# List of packages
packages <- c("tidyverse", "infer", "fst") # add any you need here

# Install packages if they aren't installed already
new_packages <- packages[!(packages %in% installed.packages()[,"Package"])]
if(length(new_packages)) install.packages(new_packages)

# Load the packages
lapply(packages, library, character.only = TRUE)
## ── Attaching core tidyverse packages ──────────────────────── tidyverse 2.0.0 ──
## ✔ dplyr     1.1.4     ✔ readr     2.1.4
## ✔ forcats   1.0.0     ✔ stringr   1.5.1
## ✔ ggplot2   3.4.4     ✔ tibble    3.2.1
## ✔ lubridate 1.9.3     ✔ tidyr     1.3.0
## ✔ purrr     1.0.2     
## ── Conflicts ────────────────────────────────────────── tidyverse_conflicts() ──
## ✖ dplyr::filter() masks stats::filter()
## ✖ dplyr::lag()    masks stats::lag()
## ℹ Use the conflicted package (<http://conflicted.r-lib.org/>) to force all conflicts to become errors
## [[1]]
##  [1] "lubridate" "forcats"   "stringr"   "dplyr"     "purrr"     "readr"    
##  [7] "tidyr"     "tibble"    "ggplot2"   "tidyverse" "stats"     "graphics" 
## [13] "grDevices" "utils"     "datasets"  "methods"   "base"     
## 
## [[2]]
##  [1] "infer"     "lubridate" "forcats"   "stringr"   "dplyr"     "purrr"    
##  [7] "readr"     "tidyr"     "tibble"    "ggplot2"   "tidyverse" "stats"    
## [13] "graphics"  "grDevices" "utils"     "datasets"  "methods"   "base"     
## 
## [[3]]
##  [1] "fst"       "infer"     "lubridate" "forcats"   "stringr"   "dplyr"    
##  [7] "purrr"     "readr"     "tidyr"     "tibble"    "ggplot2"   "tidyverse"
## [13] "stats"     "graphics"  "grDevices" "utils"     "datasets"  "methods"  
## [19] "base"

Task 1

Based on the recoding of lrscale for “left” and “right” and omitting “moderates” (see Tutorial 4), and educ.ba from this tutorial, do the long form coding for Chi-Square. Using the steps outlined in the tutorial, first generate the tables of expected proportions and frequencies. Determine and interpret the critical value for independence. Finally, determine and interpret both the Pearson’s chi-squared statistic and the p-value. Discuss main takeaways.

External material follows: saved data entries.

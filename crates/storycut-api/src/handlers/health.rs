//! Health and readiness probes.

use axum::extract::State;
use axum::Json;
use serde::Serialize;

use crate::error::ApiResult;
use crate::state::AppState;

#[derive(Serialize)]
pub struct HealthResponse {
    pub status: &'static str,
}

#[derive(Serialize)]
pub struct ReadyResponse {
    pub status: &'static str,
    pub queue_depth: u64,
    pub dead_letter_depth: u64,
}

pub async fn health() -> Json<HealthResponse> {
    Json(HealthResponse { status: "ok" })
}

/// Readiness includes queue depths so operators see a backlog at a glance.
pub async fn ready(State(state): State<AppState>) -> ApiResult<Json<ReadyResponse>> {
    let queue_depth = state
        .ctx
        .queue
        .len()
        .await
        .map_err(|e| crate::error::ApiError::internal(e.to_string()))?;
    let dead_letter_depth = state
        .ctx
        .queue
        .dlq_len()
        .await
        .map_err(|e| crate::error::ApiError::internal(e.to_string()))?;

    Ok(Json(ReadyResponse {
        status: "ready",
        queue_depth,
        dead_letter_depth,
    }))
}
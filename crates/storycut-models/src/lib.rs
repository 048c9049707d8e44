//! Shared data models for the Storycut backend.
//!
//! This crate provides Serde-serializable types for:
//! - Media records and probed technical metadata
//! - Jobs, job inputs and the job state lattice
//! - Enrichment artefacts (transcript, silence map, scene cuts, frames,
//!   scenes, clip candidates)
//! - Plans, EDLs and the planner JSON contract
//! - Renders and aspect ratios
//! - Timestamp formatting for FFmpeg and SRT output

pub mod enrichment;
pub mod ids;
pub mod job;
pub mod media;
pub mod plan;
pub mod render;
pub mod story;
pub mod timestamp;

pub use enrichment::{
    ClipCandidate, ClipFeatures, Frame, Scene, SceneCuts, SilenceInterval, SilenceMap, Transcript,
    TranscriptSegment, Word,
};
pub use ids::{JobId, MediaId, PlanId, RenderId};
pub use job::{ErrorCode, Job, JobError, JobInput, JobKind, JobStatus};
pub use media::{Media, MediaStatus, TechnicalMetadata};
pub use plan::{
    EdlSegment, KeyMoment, Plan, PlanMode, PlanStatus, PlanWarning, RawPlan, RawSegment,
    Recommendation, SegmentKind, StoryArc, TokenUsage, Transition,
};
pub use render::{AspectRatio, AspectRatioParseError, Render, RenderStatus};
pub use story::StoryBrief;
pub use timestamp::{format_timestamp, format_timestamp_srt, parse_timestamp, TimestampError};
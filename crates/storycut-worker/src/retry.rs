//! Retry helpers: backoff with jitter for the supervisor's successor
//! jobs, and a generic async retry loop for blob-store writes (audio and
//! render uploads) that should survive a transient outage without
//! burning a whole job attempt.

use std::future::Future;
use std::time::Duration;

use rand::Rng;
use tracing::debug;

/// Exponential backoff with full jitter for job attempt `attempt`
/// (1-based: the delay before attempt 2 uses `attempt = 1`).
pub fn backoff_delay(attempt: u32, base_s: u64, jitter_s: u64) -> Duration {
    let exp = base_s.saturating_mul(2u64.saturating_pow(attempt.saturating_sub(1)));
    let jitter = if jitter_s > 0 {
        rand::rng().random_range(0..=jitter_s)
    } else {
        0
    };
    Duration::from_secs(exp + jitter)
}

/// Configuration for in-handler retries of flaky operations.
#[derive(Debug, Clone)]
pub struct RetryConfig {
    /// Retries after the initial attempt
    pub max_retries: u32,
    /// Base delay, doubled each attempt
    pub base_delay: Duration,
    /// Delay cap
    pub max_delay: Duration,
    /// Operation name for logging
    pub operation_name: String,
}

impl Default for RetryConfig {
    fn default() -> Self {
        Self {
            max_retries: 3,
            base_delay: Duration::from_millis(100),
            max_delay: Duration::from_secs(5),
            operation_name: "operation".to_string(),
        }
    }
}

impl RetryConfig {
    pub fn new(operation_name: impl Into<String>) -> Self {
        Self {
            operation_name: operation_name.into(),
            ..Default::default()
        }
    }

    pub fn with_max_retries(mut self, max_retries: u32) -> Self {
        self.max_retries = max_retries;
        self
    }

    fn delay_for_attempt(&self, attempt: u32) -> Duration {
        let delay = self.base_delay.saturating_mul(2u32.saturating_pow(attempt));
        delay.min(self.max_delay)
    }
}

/// Execute an async operation with retry.
pub async fn retry_async<F, Fut, T, E>(config: &RetryConfig, operation: F) -> Result<T, E>
where
    F: Fn() -> Fut,
    Fut: Future<Output = Result<T, E>>,
    E: std::fmt::Display,
{
    let mut attempt = 0u32;

    loop {
        match operation().await {
            Ok(value) => return Ok(value),
            Err(e) if attempt < config.max_retries => {
                attempt += 1;
                let delay = config.delay_for_attempt(attempt);
                debug!(
                    "{} attempt {} failed, retrying in {:?}: {}",
                    config.operation_name, attempt, delay, e
                );
                tokio::time::sleep(delay).await;
            }
            Err(e) => return Err(e),
        }
    }
}

#[cfg(test)]
mod tests {
    use super::*;
    use std::sync::atomic::{AtomicU32, Ordering};

    #[test]
    fn backoff_grows_exponentially() {
        // No jitter makes the schedule deterministic
        assert_eq!(backoff_delay(1, 60, 0), Duration::from_secs(60));
        assert_eq!(backoff_delay(2, 60, 0), Duration::from_secs(120));
        assert_eq!(backoff_delay(3, 60, 0), Duration::from_secs(240));
    }

    #[test]
    fn backoff_jitter_stays_in_bounds() {
        for _ in 0..50 {
            let delay = backoff_delay(1, 60, 30);
            assert!(delay >= Duration::from_secs(60));
            assert!(delay <= Duration::from_secs(90));
        }
    }

    #[tokio::test]
    async fn retry_async_eventual_success() {
        let config = RetryConfig::new("test").with_max_retries(3);
        let calls = AtomicU32::new(0);

        let result = retry_async(&config, || {
            let n = calls.fetch_add(1, Ordering::SeqCst);
            async move {
                if n < 2 {
                    Err("transient")
                } else {
                    Ok(42)
                }
            }
        })
        .await;

        assert_eq!(result.unwrap(), 42);
        assert_eq!(calls.load(Ordering::SeqCst), 3);
    }

    #[tokio::test]
    async fn retry_async_exhausts() {
        let config = RetryConfig {
            max_retries: 1,
            base_delay: Duration::from_millis(1),
            ..RetryConfig::new("test")
        };
        let result: Result<(), _> = retry_async(&config, || async { Err("always") }).await;
        assert!(result.is_err());
    }
}
//! Story requirements supplied by the caller for LLM planning.

use schemars::JsonSchema;
use serde::{Deserialize, Serialize};

/// Caller-supplied story requirements for a `PlanStory` job.
///
/// `desired_length_pct` is a fraction of the source duration in `(0, 1]`.
#[derive(Debug, Clone, Serialize, Deserialize, JsonSchema)]
pub struct StoryBrief {
    /// The story the edit should tell, in the caller's words
    pub story_prompt: String,

    /// Optional one-line summary of the source material
    #[serde(skip_serializing_if = "Option::is_none")]
    pub summary: Option<String>,

    /// Intended audience, e.g. "developers", "general public"
    #[serde(skip_serializing_if = "Option::is_none")]
    pub target_audience: Option<String>,

    /// Tone, e.g. "energetic", "calm documentary"
    #[serde(skip_serializing_if = "Option::is_none")]
    pub tone: Option<String>,

    /// The single message the edit must land
    #[serde(skip_serializing_if = "Option::is_none")]
    pub key_message: Option<String>,

    /// Free-form arc descriptors ("open on the reveal", "end on the call to action")
    #[serde(default, skip_serializing_if = "Vec::is_empty")]
    pub story_arc: Vec<String>,

    /// Style preferences ("fast cuts", "let moments breathe")
    #[serde(default, skip_serializing_if = "Vec::is_empty")]
    pub style_preferences: Vec<String>,

    /// Target output length as a fraction of source duration
    pub desired_length_pct: f64,

    /// Reject (rather than warn) when coverage falls outside tolerance
    #[serde(default)]
    pub strict_coverage: bool,
}

impl StoryBrief {
    /// Minimal brief with just a prompt and a target length.
    pub fn new(story_prompt: impl Into<String>, desired_length_pct: f64) -> Self {
        Self {
            story_prompt: story_prompt.into(),
            summary: None,
            target_audience: None,
            tone: None,
            key_message: None,
            story_arc: Vec::new(),
            style_preferences: Vec::new(),
            desired_length_pct,
            strict_coverage: false,
        }
    }
}
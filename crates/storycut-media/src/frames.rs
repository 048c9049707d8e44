//! Deterministic frame sampling.

use std::path::{Path, PathBuf};

use tracing::debug;

use crate::command::{FfmpegCommand, FfmpegRunner};
use crate::error::MediaResult;

/// Sample one frame per `interval_s` into `out_dir` as JPEGs.
///
/// Files are numbered from 1 (`000001.jpg`, ...); the timestamp of file `n`
/// is `(n - 1) * interval_s`, which keeps sampling deterministic per media.
/// Returns the sampled `(timestamp, path)` pairs in timestamp order.
pub async fn sample_frames(
    source_uri: &str,
    interval_s: f64,
    out_dir: &Path,
) -> MediaResult<Vec<(f64, PathBuf)>> {
    tokio::fs::create_dir_all(out_dir).await?;

    let pattern = out_dir.join("%06d.jpg");
    let cmd = FfmpegCommand::new(source_uri, &pattern)
        .video_filter(format!("fps=1/{}", interval_s))
        .output_args(["-q:v", "4"])
        .no_audio();

    FfmpegRunner::new().run(&cmd).await?;

    let frames = list_sampled(out_dir, interval_s).await?;
    debug!(count = frames.len(), "sampled frames");
    Ok(frames)
}

/// Enumerate sampled frames in an output directory.
pub async fn list_sampled(out_dir: &Path, interval_s: f64) -> MediaResult<Vec<(f64, PathBuf)>> {
    let mut frames = Vec::new();
    let mut entries = tokio::fs::read_dir(out_dir).await?;
    while let Some(entry) = entries.next_entry().await? {
        let path = entry.path();
        if path.extension().and_then(|e| e.to_str()) != Some("jpg") {
            continue;
        }
        if let Some(index) = path
            .file_stem()
            .and_then(|s| s.to_str())
            .and_then(|s| s.parse::<u64>().ok())
        {
            if index >= 1 {
                frames.push(((index - 1) as f64 * interval_s, path));
            }
        }
    }
    frames.sort_by(|a, b| a.0.partial_cmp(&b.0).expect("no NaN timestamps"));
    Ok(frames)
}

#[cfg(test)]
mod tests {
    use super::*;
    use tempfile::tempdir;

    #[tokio::test]
    async fn listing_maps_index_to_timestamp() {
        let dir = tempdir().unwrap();
        for name in ["000001.jpg", "000002.jpg", "000004.jpg", "notes.txt"] {
            tokio::fs::write(dir.path().join(name), b"x").await.unwrap();
        }

        let frames = list_sampled(dir.path(), 1.0).await.unwrap();
        let timestamps: Vec<f64> = frames.iter().map(|(t, _)| *t).collect();
        assert_eq!(timestamps, vec![0.0, 1.0, 3.0]);
    }

    #[tokio::test]
    async fn listing_respects_interval() {
        let dir = tempdir().unwrap();
        tokio::fs::write(dir.path().join("000003.jpg"), b"x")
            .await
            .unwrap();
        let frames = list_sampled(dir.path(), 2.5).await.unwrap();
        assert_eq!(frames.len(), 1);
        assert!((frames[0].0 - 5.0).abs() < 1e-9);
    }
}
//! Shared processing context.

use std::path::PathBuf;
use std::sync::Arc;

use storycut_blob::BlobStore;
use storycut_ml_client::{DescribeFrames, GeneratePlan, Transcribe};
use storycut_models::{Job, JobId, JobInput, MediaId};
use storycut_queue::{Queue, QueueMessage};
use storycut_registry::Registry;

use crate::config::WorkerConfig;
use crate::error::{WorkerError, WorkerResult};

/// Everything a job handler needs: configuration plus the shared
/// collaborators, all behind trait objects so tests swap in memory
/// backends and mock models.
#[derive(Clone)]
pub struct ProcessingContext {
    pub config: WorkerConfig,
    pub registry: Arc<dyn Registry>,
    pub blob: Arc<dyn BlobStore>,
    pub queue: Arc<dyn Queue>,
    pub transcriber: Arc<dyn Transcribe>,
    pub describer: Arc<dyn DescribeFrames>,
    pub plan_model: Arc<dyn GeneratePlan>,
}

impl ProcessingContext {
    /// Create a job record and enqueue its delivery ticket.
    pub async fn submit_job(&self, media_id: MediaId, input: JobInput) -> WorkerResult<Job> {
        let job = Job::new(media_id, input);
        self.registry.create_job(job.clone()).await?;
        self.queue.enqueue(QueueMessage::from(&job)).await?;
        Ok(job)
    }

    /// Scratch directory for one job, deleted when the job terminates.
    pub fn job_work_dir(&self, job_id: &JobId) -> PathBuf {
        PathBuf::from(&self.config.work_dir).join(job_id.as_str())
    }

    /// Whether cooperative cancellation was requested for a job. Handlers
    /// call this at safe points (between segments, between frame batches).
    pub async fn cancel_requested(&self, job_id: &JobId) -> WorkerResult<bool> {
        Ok(self
            .registry
            .get_job(job_id)
            .await?
            .map(|j| j.cancel_requested)
            .unwrap_or(false))
    }

    /// Bail out with `WorkerError::Cancelled` when the flag is set.
    pub async fn check_cancel(&self, job_id: &JobId) -> WorkerResult<()> {
        if self.cancel_requested(job_id).await? {
            return Err(WorkerError::Cancelled);
        }
        Ok(())
    }
}
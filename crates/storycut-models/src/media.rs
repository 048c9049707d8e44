//! Media records and probed technical metadata.

use chrono::{DateTime, Utc};
use schemars::JsonSchema;
use serde::{Deserialize, Serialize};
use std::fmt;

use crate::ids::MediaId;

/// Media lifecycle status.
#[derive(Debug, Clone, Copy, PartialEq, Eq, Hash, Serialize, Deserialize, JsonSchema, Default)]
#[serde(rename_all = "snake_case")]
pub enum MediaStatus {
    /// Registered, not yet probed
    #[default]
    Registered,
    /// Probe in progress
    Probing,
    /// Technical metadata populated, enrichment may attach
    Ready,
    /// Probe failed
    Failed,
    /// Soft-deleted
    Deleted,
}

impl MediaStatus {
    pub fn as_str(&self) -> &'static str {
        match self {
            MediaStatus::Registered => "registered",
            MediaStatus::Probing => "probing",
            MediaStatus::Ready => "ready",
            MediaStatus::Failed => "failed",
            MediaStatus::Deleted => "deleted",
        }
    }
}

impl fmt::Display for MediaStatus {
    fn fmt(&self, f: &mut fmt::Formatter<'_>) -> fmt::Result {
        write!(f, "{}", self.as_str())
    }
}

/// Technical metadata filled in by the probe.
#[derive(Debug, Clone, PartialEq, Serialize, Deserialize, JsonSchema)]
pub struct TechnicalMetadata {
    /// Duration in seconds
    pub duration: f64,
    /// Frame rate (fps)
    pub fps: f64,
    /// Width in pixels
    pub width: u32,
    /// Height in pixels
    pub height: u32,
    /// Whether the source carries an audio track
    pub has_audio: bool,
    /// Video codec name
    pub video_codec: String,
    /// Audio codec name (empty when no audio track)
    #[serde(default)]
    pub audio_codec: String,
    /// Container bitrate in bits/second
    #[serde(default)]
    pub bitrate: u64,
}

/// One source video tracked by the registry.
#[derive(Debug, Clone, Serialize, Deserialize, JsonSchema)]
pub struct Media {
    /// Unique media ID
    pub media_id: MediaId,

    /// Source URI (blob-store URI or external HTTP/HTTPS URL)
    pub source_uri: String,

    /// Optional display title
    #[serde(skip_serializing_if = "Option::is_none")]
    pub title: Option<String>,

    /// Optional description
    #[serde(skip_serializing_if = "Option::is_none")]
    pub description: Option<String>,

    /// Probed technical metadata (present once status is Ready)
    #[serde(skip_serializing_if = "Option::is_none")]
    pub technical: Option<TechnicalMetadata>,

    /// Lifecycle status
    #[serde(default)]
    pub status: MediaStatus,

    /// Error message (if probing failed)
    #[serde(skip_serializing_if = "Option::is_none")]
    pub error: Option<String>,

    /// Creation timestamp
    pub created_at: DateTime<Utc>,

    /// Last update timestamp
    pub updated_at: DateTime<Utc>,
}

impl Media {
    /// Create a new media record in `Registered` state.
    pub fn new(source_uri: impl Into<String>) -> Self {
        let now = Utc::now();
        Self {
            media_id: MediaId::new(),
            source_uri: source_uri.into(),
            title: None,
            description: None,
            technical: None,
            status: MediaStatus::Registered,
            error: None,
            created_at: now,
            updated_at: now,
        }
    }

    /// Set the display title.
    pub fn with_title(mut self, title: impl Into<String>) -> Self {
        self.title = Some(title.into());
        self
    }

    /// Set the description.
    pub fn with_description(mut self, description: impl Into<String>) -> Self {
        self.description = Some(description.into());
        self
    }

    /// Source duration in seconds, if probed.
    pub fn duration(&self) -> Option<f64> {
        self.technical.as_ref().map(|t| t.duration)
    }

    /// Whether the media satisfies the `Ready` invariant:
    /// metadata populated and a strictly positive duration.
    pub fn is_ready(&self) -> bool {
        self.status == MediaStatus::Ready
            && self.technical.as_ref().is_some_and(|t| t.duration > 0.0)
    }
}
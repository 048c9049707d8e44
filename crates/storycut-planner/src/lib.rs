//! Scene indexing, clip selection, prompt assembly and EDL validation.
//!
//! Everything in this crate is a pure function over registry-held data.
//! The validator is the only component that ingests raw model output;
//! downstream code sees sanitised `Plan` values with invariants enforced.

pub mod compress;
pub mod error;
pub mod indexer;
pub mod prompt;
pub mod selector;
pub mod validate;

pub use compress::{compress, CompressedEnrichment, CompressorConfig, ContextSummary};
pub use error::{PlanError, PlanResult};
pub use indexer::index_scenes;
pub use prompt::build_prompt;
pub use selector::{select_clips, SelectorConfig};
pub use validate::{plan_to_raw, validate_raw, ValidatorConfig};
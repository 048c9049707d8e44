//! Parsed FFmpeg `-progress` output.

/// Snapshot of FFmpeg encode progress.
#[derive(Debug, Clone, Default)]
pub struct FfmpegProgress {
    /// Output time in milliseconds
    pub out_time_ms: i64,
    /// Output time as `HH:MM:SS.micro`
    pub out_time: String,
    /// Frames encoded
    pub frame: u64,
    /// Encoding fps
    pub fps: f64,
    /// Encode speed relative to realtime
    pub speed: f64,
    /// Whether the encode has finished
    pub is_complete: bool,
}
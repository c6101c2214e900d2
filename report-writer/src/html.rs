use maud::{html, Markup, PreEscaped, DOCTYPE};
use researcher_core::{PostRecord, SentimentLabel};

const STYLESHEET: &str = "\
body { font-family: Arial, sans-serif; margin: 2em; color: #222; }
h1 { color: #ff4500; }
p.generated { color: #666; font-size: 0.9em; }
table { border-collapse: collapse; width: 100%; }
th, td { border: 1px solid #ddd; padding: 8px; text-align: left; vertical-align: top; }
th { background-color: #f2f2f2; }
tr:nth-child(even) { background-color: #fafafa; }
a { color: #0079d3; text-decoration: none; }
a:hover { text-decoration: underline; }
";

pub fn sentiment_color(label: SentimentLabel) -> &'static str {
    match label {
        SentimentLabel::Positive => "green",
        SentimentLabel::Negative => "red",
        SentimentLabel::Neutral => "gray",
    }
}

/// Renders the standalone report page. Every interpolated value is escaped.
pub fn render_report(records: &[PostRecord], subreddit: &str) -> Markup {
    let show_summary = records.iter().any(|r| r.summary.is_some());
    let show_sentiment = records.iter().any(|r| r.sentiment.is_some());
    let generated = chrono::Local::now().format("%Y-%m-%d %H:%M:%S").to_string();

    html! {
        (DOCTYPE)
        html lang="en" {
            head {
                meta charset="utf-8";
                title { "r/" (subreddit) " research report" }
                style { (PreEscaped(STYLESHEET)) }
            }
            body {
                h1 { "Research report for r/" (subreddit) }
                p.generated { "Generated " (generated) " from " (records.len()) " posts." }
                table {
                    thead {
                        tr {
                            th { "Title" }
                            @if show_summary { th { "Summary" } }
                            @if show_sentiment { th { "Sentiment" } }
                            th { "Score" }
                            th { "Comments" }
                            th { "Upvote Ratio" }
                        }
                    }
                    tbody {
                        @for record in records {
                            tr {
                                td { a href=(record.url) target="_blank" { (record.title) } }
                                @if show_summary {
                                    td { (record.summary.as_deref().unwrap_or("")) }
                                }
                                @if show_sentiment {
                                    td { (sentiment_cell(record)) }
                                }
                                td { (record.score) }
                                td { (record.num_comments) }
                                td { (format!("{:.0}%", record.upvote_ratio * 100.0)) }
                            }
                        }
                    }
                }
            }
        }
    }
}

fn sentiment_cell(record: &PostRecord) -> Markup {
    html! {
        @if let Some(label) = record.sentiment {
            span style=(format!("color: {}; font-weight: bold;", sentiment_color(label))) {
                (label.as_str())
            }
            @if let Some(score) = record.sentiment_score {
                " (" (format!("{:.4}", score)) ")"
            }
        }
    }
}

ess <- read_fst("All-ESS-Data.fst")
france_data <- read.fst("france_data.fst")
france_data <- ess %>%
  # Filter for France
  filter(cntry == "FR") %>%
  
  # Recoding clsprty and cleaning trstplt (will use later)
  mutate(
    clsprty = case_when(
      clsprty == 1 ~ "Yes",  # Recode 1 to "Yes"
      clsprty == 2 ~ "No",   # Recode 2 to "No"
      clsprty %in% c(7, 8, 9) ~ NA_character_,  # Handle other specific cases where you want to set it as NA
      TRUE ~ as.character(clsprty)  # Keep other values as-is but ensure they are characters
    ),
    trstplt = ifelse(trstplt %in% c(77, 88, 99), NA, trstplt),
    
    # Recoding gender
    gndr = case_when(
      gndr == 1 ~ "Male",
      gndr == 2 ~ "Female",
      gndr == 9 ~ NA_character_,
      TRUE ~ as.character(gndr)
    ),

    # Recoding education with case_when for consistency
    educ.ba = case_when(
      essround < 5 & edulvla == 5 ~ "BA or more",
      essround >= 5 & edulvlb > 600 ~ "BA or more",
      TRUE ~ "No BA"
    )
  ) %>%
  # Ensure all NAs are handled uniformly
  mutate(
    edulvla = ifelse(edulvla %in% c(77, 88), NA_integer_, edulvla),
    edulvlb = ifelse(edulvlb %in% c(5555, 7777, 8888), NA_integer_, edulvlb),
    educ.ba = as.character(educ.ba)  # Force educ.ba to be treated as character
  )
unique(france_data$gndr)
## [1] "Female" "Male"
unique(france_data$clsprty)
## [1] "Yes" "No"  NA
france_data <- france_data %>% filter(!is.na(clsprty))
france_data <- france_data %>% filter(!is.na(trstplt))
unique(france_data$clsprty)
## [1] "Yes" "No"
table(france_data$clsprty)
## 
##   No  Yes 
## 9098 9480
## Not necessary, but always good to rename when doing operations so you can backtrack to clean dataset
tab_dat <- france_data

# Create a crosstable and save it into the object mytab
mytab <- table(tab_dat$clsprty, tab_dat$educ.ba)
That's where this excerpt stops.